Segment Start: Dataset content

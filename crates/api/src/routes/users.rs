//! User Routes

use axum::extract::State;
use axum::http::StatusCode;
use serde::Deserialize;
use storage::{Device, User};

use crate::error::ApiError;
use crate::extract::{Json, Path};
use crate::observability::USERS_CREATED;
use crate::SharedState;

/// Body for creating or renaming a user
#[derive(Debug, Deserialize)]
pub struct UserRequest {
    pub username: String,
}

pub async fn create_user(
    State(state): State<SharedState>,
    Json(request): Json<UserRequest>,
) -> Result<(StatusCode, Json<User>), ApiError> {
    let user = state.repository.create_user(&request.username).await?;
    metrics::counter!(USERS_CREATED).increment(1);
    Ok((StatusCode::CREATED, Json(user)))
}

pub async fn list_users(State(state): State<SharedState>) -> Result<Json<Vec<User>>, ApiError> {
    Ok(Json(state.repository.list_users().await?))
}

pub async fn get_user(
    State(state): State<SharedState>,
    Path(user_id): Path<i64>,
) -> Result<Json<User>, ApiError> {
    state
        .repository
        .get_user(user_id)
        .await?
        .map(Json)
        .ok_or_else(|| ApiError::not_found("User", user_id))
}

pub async fn get_user_by_username(
    State(state): State<SharedState>,
    Path(username): Path<String>,
) -> Result<Json<User>, ApiError> {
    state
        .repository
        .get_user_by_username(&username)
        .await?
        .map(Json)
        .ok_or_else(|| ApiError::not_found("User", username))
}

pub async fn update_user(
    State(state): State<SharedState>,
    Path(user_id): Path<i64>,
    Json(request): Json<UserRequest>,
) -> Result<Json<User>, ApiError> {
    state
        .repository
        .update_user(user_id, &request.username)
        .await?
        .map(Json)
        .ok_or_else(|| ApiError::not_found("User", user_id))
}

pub async fn delete_user(
    State(state): State<SharedState>,
    Path(user_id): Path<i64>,
) -> Result<Json<User>, ApiError> {
    state
        .repository
        .delete_user(user_id)
        .await?
        .map(Json)
        .ok_or_else(|| ApiError::not_found("User", user_id))
}

pub async fn list_user_devices(
    State(state): State<SharedState>,
    Path(user_id): Path<i64>,
) -> Result<Json<Vec<Device>>, ApiError> {
    if state.repository.get_user(user_id).await?.is_none() {
        return Err(ApiError::not_found("User", user_id));
    }
    Ok(Json(state.repository.list_devices_for_user(user_id).await?))
}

Segment End: Dataset content

_Instructions for the task_
Write each line of the data down again exactly as it reads.

_Written reply_
filename crates/api/src/routes/users.rs
//! User Routes

use axum::extract::State;
use axum::http::StatusCode;
use serde::Deserialize;
use storage::{Device, User};

use crate::error::ApiError;
use crate::extract::{Json, Path};
use crate::observability::USERS_CREATED;
use crate::SharedState;

/// Body for creating or renaming a user
#[derive(Debug, Deserialize)]
pub struct UserRequest {
    pub username: String,
}

pub async fn create_user(
    State(state): State<SharedState>,
    Json(request): Json<UserRequest>,
) -> Result<(StatusCode, Json<User>), ApiError> {
    let user = state.repository.create_user(&request.username).await?;
    metrics::counter!(USERS_CREATED).increment(1);
    Ok((StatusCode::CREATED, Json(user)))
}

pub async fn list_users(State(state): State<SharedState>) -> Result<Json<Vec<User>>, ApiError> {
    Ok(Json(state.repository.list_users().await?))
}

pub async fn get_user(
    State(state): State<SharedState>,
    Path(user_id): Path<i64>,
) -> Result<Json<User>, ApiError> {
    state
        .repository
        .get_user(user_id)
        .await?
        .map(Json)
        .ok_or_else(|| ApiError::not_found("User", user_id))
}

pub async fn get_user_by_username(
    State(state): State<SharedState>,
    Path(username): Path<String>,
) -> Result<Json<User>, ApiError> {
    state
        .repository
        .get_user_by_username(&username)
        .await?
        .map(Json)
        .ok_or_else(|| ApiError::not_found("User", username))
}

pub async fn update_user(
    State(state): State<SharedState>,
    Path(user_id): Path<i64>,
    Json(request): Json<UserRequest>,
) -> Result<Json<User>, ApiError> {
    state
        .repository
        .update_user(user_id, &request.username)
        .await?
        .map(Json)
        .ok_or_else(|| ApiError::not_found("User", user_id))
}

pub async fn delete_user(
    State(state): State<SharedState>,
    Path(user_id): Path<i64>,
) -> Result<Json<User>, ApiError> {
    state
        .repository
        .delete_user(user_id)
        .await?
        .map(Json)
        .ok_or_else(|| ApiError::not_found("User", user_id))
}

pub async fn list_user_devices(
    State(state): State<SharedState>,
    Path(user_id): Path<i64>,
) -> Result<Json<Vec<Device>>, ApiError> {
    if state.repository.get_user(user_id).await?.is_none() {
        return Err(ApiError::not_found("User", user_id));
    }
    Ok(Json(state.repository.list_devices_for_user(user_id).await?))
}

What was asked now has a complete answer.